In [1]:
# importing all necessary lib 
# using the twitter tweets samples from nltk package

#Resources :

#nltk.download('twitter_samples')
#The punkt module is a pre-trained model that helps you tokenize words and sentences
#nltk.download('punkt')
#wordnet is a lexical database for the English language that helps the script determine the base word. You need the averaged_perceptron_tagger resource to determine the context of a word in a sentence.
#nltk.download('wordnet')
#nltk.dowmload('averaged_perceptron_tagger')
#nltk.download('stopwords')
# find out which are the most common words using the FreqDist class of NLTK

import re,string,random
from nltk import FreqDist, classify, NaiveBayesClassifier
from nltk.tag import pos_tag
from nltk.stem.wordnet import WordNetLemmatizer
from nltk.corpus import twitter_samples ,stopwords
from nltk.tokenize import word_tokenize

In [2]:
#Next, create variables for positive_tweets, negative_tweets
#The strings() method of twitter_samples will print all of the tweets within a dataset as strings
stop_words = stopwords.words('english')
positive_tweets = twitter_samples.strings('positive_tweets.json')
negative_tweets = twitter_samples.strings('negative_tweets.json')
text = twitter_samples.strings('tweets.20150430-223406.json')
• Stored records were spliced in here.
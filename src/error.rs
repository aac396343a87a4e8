use crate::{lifecycle::GroupState, model::GroupKey};
use core::fmt::{self, Display};
use wasm_bindgen::JsValue;

/// Everything that can go wrong while managing a form widget.
///
/// None of these are fatal to the page: the event-binding layer logs them and leaves the affected widget in its last good state.
#[derive(Debug, Clone, PartialEq, Eq)]
pub enum FormError {
	DuplicateKey(GroupKey),
	NotFound(GroupKey),
	/// Removing this group (or constructing the model without any) would leave a mandatory field empty.
	LastGroup(Option<GroupKey>),
	/// Malformed key, role, date or identifier input.
	Validation(String),
	LookupFailure(String),
	NotInteractive { key: GroupKey, state: GroupState },
	/// A JavaScript exception surfaced through `web-sys`, stringified.
	Dom(String),
}

impl std::error::Error for FormError {}

impl Display for FormError {
	fn fmt(&self, f: &mut fmt::Formatter<'_>) -> fmt::Result {
		match self {
			Self::DuplicateKey(key) => write!(f, "group {key} already exists"),
			Self::NotFound(key) => write!(f, "no group {key}"),
			Self::LastGroup(Some(key)) => write!(f, "group {key} is the last group of a mandatory field"),
			Self::LastGroup(None) => f.write_str("a mandatory field needs at least one group"),
			Self::Validation(message) => write!(f, "invalid input: {message}"),
			Self::LookupFailure(message) => write!(f, "lookup failed: {message}"),
			Self::NotInteractive { key, state } => write!(f, "group {key} is {state:?}, not interactive"),
			Self::Dom(message) => write!(f, "DOM error: {message}"),
		}
	}
}

impl From<JsValue> for FormError {
	fn from(value: JsValue) -> Self {
		Self::Dom(value.as_string().unwrap_or_else(|| format!("{value:?}")))
	}
}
#The first part of making sense of the data is through a process called tokenization, or splitting strings into smaller parts called tokens.A token is a sequence of characters in text that serves as a unit
tweet_tokens = twitter_samples.tokenized('positive_tweets.json')

In [3]:
# Step 3 — Normalizing the Data 
#Words have different forms—for instance, “ran”, “runs”, and “running” are various forms of the same verb, “run”.
# Normalization in NLP is the process of converting a word to its canonical form.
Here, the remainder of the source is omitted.